Saturday, 12 October 2019

Eternal life - what does it entail? (considering that Beings are eternal, anyway)

Just below the surface; it is a puzzle that Jesus promises eternal life; when life is, apparently, already eternal. Souls do not die, and both Jews and pagans of Jesus's time (or leading up to that era) assumed that souls continued in a kind of underworld. What, then was so special about everlasting life?

What is being offered by Jesus is that we our-selves will live eternally - and that this includes resurrection, a permanent restoration of the body. Because - for both Jews and pagans - what of us that persisted in the underworld after we have died was no longer our-self.

The implication is that for we our-selves to live forever requires that bodies (our bodies) must also live forever.

This can't happen with our mortal bodies; they never were suitable for eternal use - from conception and birth there are problems, and through life these accumulate, and we die. So a permanent body must be another one that is (in some sense) the same as the mortal one, but not the same one.

This isn't really any mystery or paradox - because each person's identity (our identity) is based upon the linear continuity of our-selves through time. So resurrection is understandable as the continuity of our selves, souls, from eternity - going through a phase of mortal incarnation which is (for some reason that we don't understand) developmentally-necessary for the development of a resurrected body.

So, these are the necessary developmental stages of a Man.
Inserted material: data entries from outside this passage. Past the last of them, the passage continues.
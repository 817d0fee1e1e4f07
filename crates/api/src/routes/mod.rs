//! API route definitions.

use axum::Router;

use crate::AppState;

pub mod assistant;
pub mod enrollments;
pub mod health;
pub mod payments;
pub mod stokvels;
pub mod users;
pub mod withdrawals;

/// Creates the API router with all routes.
pub fn api_routes() -> Router<AppState> {
    Router::new()
        .merge(health::routes())
        .merge(stokvels::routes())
        .merge(users::routes())
        .merge(enrollments::routes())
        .merge(payments::routes())
        .merge(withdrawals::routes())
        .merge(assistant::routes())
}
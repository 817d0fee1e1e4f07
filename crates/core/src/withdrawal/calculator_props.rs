//! Property-based tests for withdrawal arithmetic.

use proptest::prelude::*;
use rust_decimal::Decimal;
use stokvel_shared::types::{EnrollmentId, StokvelId, UserId};

use super::calculator::{penalty_split, plan, quote};
use super::error::WithdrawalError;
use super::types::{EnrollmentRef, FundBalance};

/// Amounts from 0.01 to 1,000,000.00.
fn positive_amount() -> impl Strategy<Value = Decimal> {
    (1i64..100_000_000i64).prop_map(|cents| Decimal::new(cents, 2))
}

fn refs(net_value: i64) -> (EnrollmentRef, FundBalance) {
    let stokvel_id = StokvelId::new();
    (
        EnrollmentRef {
            id: EnrollmentId::new(),
            user_id: UserId::new(),
            stokvel_id,
        },
        FundBalance {
            stokvel_id,
            net_value,
        },
    )
}

proptest! {
    #![proptest_config(ProptestConfig::with_cases(200))]

    /// Penalty and payout always add back up to the total.
    #[test]
    fn prop_split_is_exact(total in positive_amount()) {
        let (penalty, payout) = penalty_split(total);
        prop_assert_eq!(penalty + payout, total);
        prop_assert!(payout < total);
        prop_assert!(penalty > Decimal::ZERO);
    }

    /// An accepted withdrawal never drives the fund negative and debits the
    /// truncated payout.
    #[test]
    fn prop_plan_keeps_fund_non_negative(
        total in positive_amount(),
        net_value in 0i64..2_000_000,
    ) {
        let (enrollment, fund) = refs(net_value);
        match quote(&enrollment, &fund, total) {
            Ok(q) => {
                let p = plan(&q).unwrap();
                prop_assert!(p.new_net_value >= 0);
                prop_assert_eq!(
                    Decimal::from(p.previous_net_value - p.new_net_value),
                    q.withdrawal_amount.trunc()
                );
                prop_assert_eq!(p.payment.amount, -q.withdrawal_amount);
            }
            Err(WithdrawalError::InsufficientFundLiquidity { available }) => {
                prop_assert_eq!(available, net_value);
                prop_assert!(Decimal::from(net_value) < penalty_split(total).1);
            }
            Err(other) => prop_assert!(false, "unexpected error: {other:?}"),
        }
    }

    /// Quoting is deterministic for identical inputs.
    #[test]
    fn prop_quote_is_deterministic(total in positive_amount()) {
        let (enrollment, fund) = refs(i64::MAX / 2);
        let first = quote(&enrollment, &fund, total).unwrap();
        let second = quote(&enrollment, &fund, total).unwrap();
        prop_assert_eq!(first, second);
    }
}
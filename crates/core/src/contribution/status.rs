//! Payment status evaluation.

use chrono::{
    DateTime, Datelike, Days, FixedOffset, Months, NaiveDate, NaiveDateTime, NaiveTime, Offset,
    TimeZone, Utc,
};
use chrono_tz::Tz;
use rust_decimal::Decimal;
use serde::{Deserialize, Deserializer, Serialize, Serializer, de};

/// Whether a payment satisfies the current contribution period.
///
/// Serialized as the integer `0` or `1`.
#[derive(Debug, Clone, Copy, PartialEq, Eq, Hash)]
pub enum PaymentStatus {
    /// Payment is outside the current calendar month (or has no date).
    NotCurrent = 0,
    /// Payment falls inside the current calendar month.
    Current = 1,
}

impl PaymentStatus {
    /// Returns the integer form used by API consumers.
    #[must_use]
    pub const fn as_i16(self) -> i16 {
        self as i16
    }

    /// Returns true for [`PaymentStatus::Current`].
    #[must_use]
    pub const fn is_current(self) -> bool {
        matches!(self, Self::Current)
    }
}

impl Serialize for PaymentStatus {
    fn serialize<S: Serializer>(&self, serializer: S) -> Result<S::Ok, S::Error> {
        serializer.serialize_i16(self.as_i16())
    }
}

impl<'de> Deserialize<'de> for PaymentStatus {
    fn deserialize<D: Deserializer<'de>>(deserializer: D) -> Result<Self, D::Error> {
        match i16::deserialize(deserializer)? {
            0 => Ok(Self::NotCurrent),
            1 => Ok(Self::Current),
            other => Err(de::Error::custom(format!(
                "payment status must be 0 or 1, got {other}"
            ))),
        }
    }
}

/// Half-open calendar month `[start, end)` in a fixed offset.
#[derive(Debug, Clone, Copy, PartialEq, Eq)]
pub struct MonthWindow {
    start: NaiveDateTime,
    end: NaiveDateTime,
    offset: FixedOffset,
}

impl MonthWindow {
    /// Returns the month containing `instant`, in the instant's own offset.
    #[must_use]
    pub fn containing<Tz: TimeZone>(instant: &DateTime<Tz>) -> Self {
        let offset = instant.offset().fix();
        let local_date = instant.naive_local().date();
        let first = first_of_month(local_date);
        // Months arithmetic rolls December over into January of the next year.
        let next = first + Months::new(1);

        Self {
            start: first.and_time(NaiveTime::MIN),
            end: next.and_time(NaiveTime::MIN),
            offset,
        }
    }

    /// Local wall-clock start of the month (inclusive).
    #[must_use]
    pub const fn start_local(&self) -> NaiveDateTime {
        self.start
    }

    /// Local wall-clock start of the next month (exclusive).
    #[must_use]
    pub const fn end_local(&self) -> NaiveDateTime {
        self.end
    }

    /// Offset the window boundaries are expressed in.
    #[must_use]
    pub const fn offset(&self) -> FixedOffset {
        self.offset
    }

    /// Returns true if `instant` lies inside the window.
    ///
    /// `instant` is converted into the window's offset before comparing.
    #[must_use]
    pub fn contains<Tz: TimeZone>(&self, instant: &DateTime<Tz>) -> bool {
        let local = instant.with_timezone(&self.offset).naive_local();
        local >= self.start && local < self.end
    }
}

fn first_of_month(date: NaiveDate) -> NaiveDate {
    date - Days::new(u64::from(date.day0()))
}

/// Classifies a payment relative to `now`.
///
/// `now` is normalized into the payment's offset first, so the month window
/// is always computed in the payment's time zone. A missing payment date is
/// never current.
#[must_use]
pub fn evaluate_payment_status<Tz: TimeZone>(
    payment_date: Option<&DateTime<FixedOffset>>,
    now: &DateTime<Tz>,
) -> PaymentStatus {
    let Some(paid_at) = payment_date else {
        return PaymentStatus::NotCurrent;
    };

    let now_local = now.with_timezone(paid_at.offset());
    if MonthWindow::containing(&now_local).contains(paid_at) {
        PaymentStatus::Current
    } else {
        PaymentStatus::NotCurrent
    }
}

/// Timestamp for a payment recorded at `now` in the fund's bookkeeping zone.
#[must_use]
pub fn recorded_at(now: DateTime<Utc>, tz: Tz) -> DateTime<FixedOffset> {
    now.with_timezone(&tz).fixed_offset()
}

/// A single ledger row as seen by the standing calculation.
#[derive(Debug, Clone, Copy, PartialEq, Eq)]
pub struct ContributionEntry {
    /// Signed amount; negative rows are withdrawal debits.
    pub amount: Decimal,
    /// When the payment was made.
    pub paid_at: DateTime<FixedOffset>,
}

/// A member's compliance with the monthly contribution obligation.
#[derive(Debug, Clone, PartialEq, Eq, Serialize)]
pub struct MemberStanding {
    /// `Current` if any contribution landed in the current month.
    pub status: PaymentStatus,
    /// Most recent positive contribution, if any.
    pub last_contribution_at: Option<DateTime<FixedOffset>>,
    /// Sum of positive contributions made in the current month.
    pub contributed_this_period: Decimal,
}

/// Derives a member's standing for one fund from their ledger rows.
///
/// Withdrawal debits (non-positive amounts) never count toward compliance.
#[must_use]
pub fn member_standing<Tz: TimeZone>(
    entries: &[ContributionEntry],
    now: &DateTime<Tz>,
) -> MemberStanding {
    let mut standing = MemberStanding {
        status: PaymentStatus::NotCurrent,
        last_contribution_at: None,
        contributed_this_period: Decimal::ZERO,
    };

    for entry in entries.iter().filter(|e| e.amount > Decimal::ZERO) {
        if standing
            .last_contribution_at
            .is_none_or(|last| entry.paid_at > last)
        {
            standing.last_contribution_at = Some(entry.paid_at);
        }

        if evaluate_payment_status(Some(&entry.paid_at), now).is_current() {
            standing.status = PaymentStatus::Current;
            standing.contributed_this_period += entry.amount;
        }
    }

    standing
}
We must go-through these phases - spirit, mortal body, immortal body - if we want to become eternal selves...

But the essence of the necessity of Jesus's life (i.e. why Jesus was needed) is that the 'final' stage - of transition from mortal to immortal body - is one that requires our conscious assent; unlike earleir stages, resurrection does not 'just happen'.
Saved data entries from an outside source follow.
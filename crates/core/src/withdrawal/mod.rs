//! Emergency withdrawal engine.
//!
//! A member may leave a fund mid-cycle by withdrawing their net position
//! minus a fixed penalty:
//! - `calculator` - pure penalty, liquidity and plan arithmetic
//! - `store` - the persistence boundary the engine reads and commits through
//! - `locks` - per-fund serialization
//! - `service` - simulation and execution

pub mod calculator;
pub mod error;
pub mod locks;
pub mod service;
pub mod store;
pub mod types;

#[cfg(test)]
mod calculator_props;

pub use calculator::{EMERGENCY_PENALTY_RATE, penalty_split};
pub use error::{StoreError, WithdrawalError};
pub use locks::{FundGuard, FundLocks};
pub use service::WithdrawalService;
pub use store::{WithdrawalStore, WithdrawalUnit};
pub use types::{
    Committed, EnrollmentRef, FundBalance, NewPayment, WithdrawalPlan, WithdrawalQuote,
    WithdrawalReceipt, WithdrawalRequest,
};
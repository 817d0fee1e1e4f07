//! Emergency withdrawal error types.
//!
//! Validation failures are deterministic and leave no trace; a
//! `Persistence` failure means the atomic commit did not happen and the
//! caller must not retry blindly.

use stokvel_shared::types::{EnrollmentId, StokvelId, UserId};
use thiserror::Error;

/// Failures reported by the persistence collaborator.
#[derive(Debug, Error)]
pub enum StoreError {
    /// The fund balance changed between the quote and the commit.
    #[error("fund {stokvel_id} balance changed: expected {expected}, found {actual}")]
    StaleBalance {
        /// Fund whose balance moved.
        stokvel_id: StokvelId,
        /// Balance the plan was computed against.
        expected: i64,
        /// Balance found at commit time.
        actual: i64,
    },

    /// The enrollment to remove no longer exists.
    #[error("enrollment {0} no longer exists")]
    EnrollmentMissing(EnrollmentId),

    /// The fund row disappeared before the commit.
    #[error("fund {0} no longer exists")]
    FundMissing(StokvelId),

    /// Underlying database failure.
    #[error("database error: {0}")]
    Database(String),
}

/// Errors that can occur while quoting or executing an emergency withdrawal.
#[derive(Debug, Error)]
pub enum WithdrawalError {
    /// The member has no enrollment in the fund.
    #[error("user {user_id} is not enrolled in stokvel {stokvel_id}")]
    NotEnrolled {
        /// Member that requested the withdrawal.
        user_id: UserId,
        /// Fund the withdrawal targets.
        stokvel_id: StokvelId,
    },

    /// The fund does not exist.
    #[error("stokvel not found: {0}")]
    FundNotFound(StokvelId),

    /// The member's net position in the fund is zero or negative.
    #[error("no contributions found for this member in this stokvel")]
    NoContributions,

    /// The fund cannot cover the withdrawal amount.
    #[error("insufficient funds in stokvel: {available} available")]
    InsufficientFundLiquidity {
        /// Current fund net value.
        available: i64,
    },

    /// Reading or committing through the store failed.
    #[error("persistence failure: {0}")]
    Persistence(#[from] StoreError),

    /// Arithmetic produced a value outside the representable range.
    #[error("internal error: {0}")]
    Internal(String),
}

impl WithdrawalError {
    /// Returns the error code for API responses.
    #[must_use]
    pub const fn error_code(&self) -> &'static str {
        match self {
            Self::NotEnrolled { .. } => "NOT_ENROLLED",
            Self::FundNotFound(_) => "FUND_NOT_FOUND",
            Self::NoContributions => "NO_CONTRIBUTIONS",
            Self::InsufficientFundLiquidity { .. } => "INSUFFICIENT_FUND_LIQUIDITY",
            Self::Persistence(_) => "PERSISTENCE_ERROR",
            Self::Internal(_) => "INTERNAL_ERROR",
        }
    }

    /// Returns the HTTP status code for this error.
    #[must_use]
    pub const fn http_status_code(&self) -> u16 {
        match self {
            Self::FundNotFound(_) => 404,
            Self::NotEnrolled { .. }
            | Self::NoContributions
            | Self::InsufficientFundLiquidity { .. } => 422,
            Self::Persistence(StoreError::StaleBalance { .. } | StoreError::EnrollmentMissing(_)) => {
                409
            }
            Self::Persistence(_) | Self::Internal(_) => 500,
        }
    }

    /// Returns the available fund amount for liquidity failures.
    #[must_use]
    pub const fn available_amount(&self) -> Option<i64> {
        match self {
            Self::InsufficientFundLiquidity { available } => Some(*available),
            _ => None,
        }
    }

    /// Withdrawals are never retried automatically.
    #[must_use]
    pub const fn is_retryable(&self) -> bool {
        false
    }
}

#[cfg(test)]
mod tests {
    use super::*;

    #[test]
    fn test_error_codes() {
        assert_eq!(WithdrawalError::NoContributions.error_code(), "NO_CONTRIBUTIONS");
        assert_eq!(
            WithdrawalError::FundNotFound(StokvelId::new()).error_code(),
            "FUND_NOT_FOUND"
        );
        assert_eq!(
            WithdrawalError::InsufficientFundLiquidity { available: 500 }.error_code(),
            "INSUFFICIENT_FUND_LIQUIDITY"
        );
        assert_eq!(
            WithdrawalError::Persistence(StoreError::Database("boom".into())).error_code(),
            "PERSISTENCE_ERROR"
        );
    }

    #[test]
    fn test_http_status_codes() {
        assert_eq!(
            WithdrawalError::NotEnrolled {
                user_id: UserId::new(),
                stokvel_id: StokvelId::new(),
            }
            .http_status_code(),
            422
        );
        assert_eq!(WithdrawalError::FundNotFound(StokvelId::new()).http_status_code(), 404);
        assert_eq!(
            WithdrawalError::Persistence(StoreError::EnrollmentMissing(EnrollmentId::new()))
                .http_status_code(),
            409
        );
        assert_eq!(
            WithdrawalError::Persistence(StoreError::Database("x".into())).http_status_code(),
            500
        );
    }

    #[test]
    fn test_available_amount_and_display() {
        let err = WithdrawalError::InsufficientFundLiquidity { available: 500 };
        assert_eq!(err.available_amount(), Some(500));
        assert_eq!(err.to_string(), "insufficient funds in stokvel: 500 available");
        assert_eq!(WithdrawalError::NoContributions.available_amount(), None);
    }

    #[test]
    fn test_nothing_is_retryable() {
        assert!(!WithdrawalError::Persistence(StoreError::Database("x".into())).is_retryable());
        assert!(!WithdrawalError::NoContributions.is_retryable());
    }
}
//! Typed IDs for type-safe entity references.
//!
//! Using typed IDs prevents accidentally passing a `UserId` where a `StokvelId` is expected.

use serde::{Deserialize, Serialize};
use uuid::Uuid;

/// Macro to generate typed ID wrappers.
macro_rules! typed_id {
    ($name:ident, $doc:expr) => {
        #[doc = $doc]
        #[derive(Debug, Clone, Copy, PartialEq, Eq, Hash, PartialOrd, Ord, Serialize, Deserialize)]
        #[serde(transparent)]
        pub struct $name(pub Uuid);

        impl $name {
            /// Creates a new random ID using UUID v7 (time-ordered).
            #[must_use]
            pub fn new() -> Self {
                Self(Uuid::now_v7())
            }

            /// Creates an ID from an existing UUID.
            #[must_use]
            pub const fn from_uuid(uuid: Uuid) -> Self {
                Self(uuid)
            }

            /// Returns the inner UUID.
            #[must_use]
            pub const fn into_inner(self) -> Uuid {
                self.0
            }
        }

        impl Default for $name {
            fn default() -> Self {
                Self::new()
            }
        }

        impl From<Uuid> for $name {
            fn from(uuid: Uuid) -> Self {
                Self(uuid)
            }
        }

        impl From<$name> for Uuid {
            fn from(id: $name) -> Self {
                id.0
            }
        }

        impl std::fmt::Display for $name {
            fn fmt(&self, f: &mut std::fmt::Formatter<'_>) -> std::fmt::Result {
                write!(f, "{}", self.0)
            }
        }

        impl std::str::FromStr for $name {
            type Err = uuid::Error;

            fn from_str(s: &str) -> Result<Self, Self::Err> {
                Ok(Self(Uuid::parse_str(s)?))
            }
        }
    };
}

typed_id!(UserId, "Unique identifier for a member (user).");
typed_id!(StokvelId, "Unique identifier for a stokvel (fund).");
typed_id!(EnrollmentId, "Unique identifier for a member's enrollment in a stokvel.");
typed_id!(PaymentId, "Unique identifier for a payment ledger entry.");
We must want it, and we must want it in a particular way that includes wanting the consequences of it; which means that resurrected life eternal is not just about our-personal-selves living forever; but about the fact that to have this is to become gods - and participating in the 'ongoing work of creation'.

The two go together - resurrection and participation in creation; which is a clue to the fact that resurrection is itself an aspect of ongoing creation.

1 comment:

Lucinda said...

By “conscious assent” you are including “wanting it in a way that includes wanting the consequences of it”? The pre-mortal choice assenting to mortal, incarnated life was a choice, but not fully conscious because unaware of what consequences felt like in a mortal body? Like not being allowed to accept a car, as a gift, without a very thorough test drive?

I do think there was some kind of assent all along, but it was mostly naive. Like getting married. Mortal marriage seems to be an important aspect of life’s lessons, to be honored, even when spouses seem to be completely spiritually incompatible (in the limited vision of mortality.) Limitation of divorce is necessary, even though eternal voluntary marriage is the goal. My understanding is that we cannot experience the lessons of marriage correctly, without being stablized by it through relatively minor irritations. Like a child being kept away from the cliff: they cannot understand, and don’t have the physical control to not accidentally kill themselves.

I see you have a post going further on this topic. I think I will continue my comments there.